THE TASK — Scan the lines below for the string "ZERO" and copy every one that has it.

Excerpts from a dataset
-*-

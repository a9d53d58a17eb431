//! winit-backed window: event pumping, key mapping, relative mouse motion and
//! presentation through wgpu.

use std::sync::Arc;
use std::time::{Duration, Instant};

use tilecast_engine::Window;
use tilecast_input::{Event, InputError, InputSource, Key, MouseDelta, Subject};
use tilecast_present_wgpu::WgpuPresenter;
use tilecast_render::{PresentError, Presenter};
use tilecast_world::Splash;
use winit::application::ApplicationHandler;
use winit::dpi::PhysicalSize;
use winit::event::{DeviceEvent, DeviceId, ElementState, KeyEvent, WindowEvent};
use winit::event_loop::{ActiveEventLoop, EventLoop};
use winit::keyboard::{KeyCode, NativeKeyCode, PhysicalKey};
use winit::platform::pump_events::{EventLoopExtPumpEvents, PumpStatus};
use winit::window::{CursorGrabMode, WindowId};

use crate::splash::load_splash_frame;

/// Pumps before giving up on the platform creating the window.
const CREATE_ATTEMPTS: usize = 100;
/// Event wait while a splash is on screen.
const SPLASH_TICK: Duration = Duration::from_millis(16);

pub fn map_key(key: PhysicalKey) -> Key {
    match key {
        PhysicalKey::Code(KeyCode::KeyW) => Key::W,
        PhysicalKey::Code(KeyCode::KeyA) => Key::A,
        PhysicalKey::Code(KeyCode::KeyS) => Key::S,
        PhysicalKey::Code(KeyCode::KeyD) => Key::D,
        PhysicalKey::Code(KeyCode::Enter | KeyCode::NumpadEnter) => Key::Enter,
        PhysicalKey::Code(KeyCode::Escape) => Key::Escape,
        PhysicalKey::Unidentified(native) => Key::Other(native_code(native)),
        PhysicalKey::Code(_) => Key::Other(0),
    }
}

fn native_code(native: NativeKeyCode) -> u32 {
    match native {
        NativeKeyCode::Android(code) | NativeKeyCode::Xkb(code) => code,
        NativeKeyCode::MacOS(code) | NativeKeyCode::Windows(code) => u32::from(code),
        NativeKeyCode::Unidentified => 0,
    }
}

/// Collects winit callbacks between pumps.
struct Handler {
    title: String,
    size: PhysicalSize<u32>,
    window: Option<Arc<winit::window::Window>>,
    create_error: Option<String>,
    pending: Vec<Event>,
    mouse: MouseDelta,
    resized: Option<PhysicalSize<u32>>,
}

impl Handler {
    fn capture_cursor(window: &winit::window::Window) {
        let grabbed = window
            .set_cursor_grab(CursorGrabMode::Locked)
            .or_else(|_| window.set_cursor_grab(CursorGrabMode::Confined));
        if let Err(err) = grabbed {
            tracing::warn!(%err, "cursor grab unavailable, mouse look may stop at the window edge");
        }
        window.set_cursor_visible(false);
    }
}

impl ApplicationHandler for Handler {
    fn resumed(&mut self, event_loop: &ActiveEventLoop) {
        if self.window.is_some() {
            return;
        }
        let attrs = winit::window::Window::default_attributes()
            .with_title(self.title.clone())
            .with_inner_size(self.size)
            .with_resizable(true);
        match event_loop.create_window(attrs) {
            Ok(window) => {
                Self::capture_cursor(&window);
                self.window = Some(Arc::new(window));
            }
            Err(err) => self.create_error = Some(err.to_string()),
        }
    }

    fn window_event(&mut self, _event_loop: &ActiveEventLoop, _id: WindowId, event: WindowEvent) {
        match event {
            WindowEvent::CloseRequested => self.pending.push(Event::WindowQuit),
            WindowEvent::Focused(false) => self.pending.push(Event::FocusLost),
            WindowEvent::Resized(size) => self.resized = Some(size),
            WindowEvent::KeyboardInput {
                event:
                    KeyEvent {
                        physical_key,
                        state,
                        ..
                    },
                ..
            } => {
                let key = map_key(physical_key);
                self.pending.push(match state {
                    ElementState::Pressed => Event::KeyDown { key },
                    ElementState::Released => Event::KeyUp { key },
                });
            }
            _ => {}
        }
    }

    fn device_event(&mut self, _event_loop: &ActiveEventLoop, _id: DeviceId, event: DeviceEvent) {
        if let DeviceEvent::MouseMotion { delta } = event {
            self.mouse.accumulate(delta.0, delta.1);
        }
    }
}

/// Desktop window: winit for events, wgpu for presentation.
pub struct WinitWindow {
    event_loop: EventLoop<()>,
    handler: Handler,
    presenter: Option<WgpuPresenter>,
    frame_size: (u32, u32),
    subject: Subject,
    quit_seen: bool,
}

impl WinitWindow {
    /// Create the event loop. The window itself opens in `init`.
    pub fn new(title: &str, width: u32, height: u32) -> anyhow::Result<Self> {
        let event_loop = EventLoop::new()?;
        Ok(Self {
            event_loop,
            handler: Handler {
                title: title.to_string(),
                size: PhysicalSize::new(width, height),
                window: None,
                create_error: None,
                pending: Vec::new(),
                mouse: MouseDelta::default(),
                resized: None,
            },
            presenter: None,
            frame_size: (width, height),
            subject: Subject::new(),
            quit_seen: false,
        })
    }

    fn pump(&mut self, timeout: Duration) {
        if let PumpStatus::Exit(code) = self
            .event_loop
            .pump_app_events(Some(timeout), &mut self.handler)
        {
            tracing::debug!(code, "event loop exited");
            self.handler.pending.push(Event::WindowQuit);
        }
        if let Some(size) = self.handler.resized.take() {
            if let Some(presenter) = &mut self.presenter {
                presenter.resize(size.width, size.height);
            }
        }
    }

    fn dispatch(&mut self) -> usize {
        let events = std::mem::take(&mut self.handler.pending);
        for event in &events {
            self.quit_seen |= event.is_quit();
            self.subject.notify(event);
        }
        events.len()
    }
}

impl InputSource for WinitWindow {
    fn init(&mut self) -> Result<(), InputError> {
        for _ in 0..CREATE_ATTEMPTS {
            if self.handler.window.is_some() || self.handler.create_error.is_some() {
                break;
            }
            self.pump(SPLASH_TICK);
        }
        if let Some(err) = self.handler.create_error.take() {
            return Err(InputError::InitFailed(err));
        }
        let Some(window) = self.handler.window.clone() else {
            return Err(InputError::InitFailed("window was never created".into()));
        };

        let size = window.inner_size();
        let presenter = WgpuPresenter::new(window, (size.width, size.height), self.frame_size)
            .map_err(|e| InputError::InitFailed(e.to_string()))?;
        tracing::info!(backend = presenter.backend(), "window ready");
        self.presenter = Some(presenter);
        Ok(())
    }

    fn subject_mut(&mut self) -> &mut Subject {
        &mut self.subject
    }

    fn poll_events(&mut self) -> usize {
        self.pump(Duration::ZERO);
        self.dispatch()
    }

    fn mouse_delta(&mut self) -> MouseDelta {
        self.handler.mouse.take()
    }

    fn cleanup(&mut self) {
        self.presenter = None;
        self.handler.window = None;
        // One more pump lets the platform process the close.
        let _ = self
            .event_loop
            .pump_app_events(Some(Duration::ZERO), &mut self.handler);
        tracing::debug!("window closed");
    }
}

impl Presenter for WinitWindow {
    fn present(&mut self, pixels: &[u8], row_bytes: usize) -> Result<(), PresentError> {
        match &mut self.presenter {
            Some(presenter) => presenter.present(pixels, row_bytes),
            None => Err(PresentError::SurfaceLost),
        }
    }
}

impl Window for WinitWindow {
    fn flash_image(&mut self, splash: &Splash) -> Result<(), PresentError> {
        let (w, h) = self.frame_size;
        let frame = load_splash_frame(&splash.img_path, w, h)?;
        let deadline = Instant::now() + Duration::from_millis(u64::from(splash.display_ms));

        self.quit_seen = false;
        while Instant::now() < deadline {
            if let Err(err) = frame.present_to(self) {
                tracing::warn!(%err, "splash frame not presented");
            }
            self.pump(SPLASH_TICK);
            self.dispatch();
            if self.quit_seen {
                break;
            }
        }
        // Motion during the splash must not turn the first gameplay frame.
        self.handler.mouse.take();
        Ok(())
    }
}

-*-

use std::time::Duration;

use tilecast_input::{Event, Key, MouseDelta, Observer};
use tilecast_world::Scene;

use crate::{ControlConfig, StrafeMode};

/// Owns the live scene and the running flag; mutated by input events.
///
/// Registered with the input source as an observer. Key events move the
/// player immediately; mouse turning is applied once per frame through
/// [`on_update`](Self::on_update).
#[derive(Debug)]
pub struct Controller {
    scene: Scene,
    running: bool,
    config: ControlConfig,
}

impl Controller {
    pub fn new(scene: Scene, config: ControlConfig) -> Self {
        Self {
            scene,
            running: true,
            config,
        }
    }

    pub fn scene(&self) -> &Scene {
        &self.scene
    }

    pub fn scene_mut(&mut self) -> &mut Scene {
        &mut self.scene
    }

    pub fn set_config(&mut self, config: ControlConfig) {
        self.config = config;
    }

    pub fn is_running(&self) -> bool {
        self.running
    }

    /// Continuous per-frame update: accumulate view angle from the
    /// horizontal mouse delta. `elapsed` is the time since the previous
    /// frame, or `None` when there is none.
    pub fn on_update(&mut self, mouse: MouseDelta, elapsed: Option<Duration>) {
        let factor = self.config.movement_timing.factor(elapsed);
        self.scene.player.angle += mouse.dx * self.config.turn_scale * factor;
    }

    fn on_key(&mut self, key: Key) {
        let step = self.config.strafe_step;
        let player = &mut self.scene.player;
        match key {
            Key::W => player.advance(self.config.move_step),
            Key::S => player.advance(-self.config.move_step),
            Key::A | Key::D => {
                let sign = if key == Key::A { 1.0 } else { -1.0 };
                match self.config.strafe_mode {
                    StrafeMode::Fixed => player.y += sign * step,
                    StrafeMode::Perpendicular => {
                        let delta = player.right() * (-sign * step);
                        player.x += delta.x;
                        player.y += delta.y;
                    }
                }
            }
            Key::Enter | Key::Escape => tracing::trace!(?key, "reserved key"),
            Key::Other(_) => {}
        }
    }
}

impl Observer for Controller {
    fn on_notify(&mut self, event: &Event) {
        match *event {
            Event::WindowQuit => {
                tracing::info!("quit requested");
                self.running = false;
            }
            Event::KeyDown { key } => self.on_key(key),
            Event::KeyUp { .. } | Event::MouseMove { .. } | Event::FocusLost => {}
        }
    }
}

-*-

YOUR RESPONSE —
        self.pump(Duration::ZERO);
            .pump_app_events(Some(Duration::ZERO), &mut self.handler);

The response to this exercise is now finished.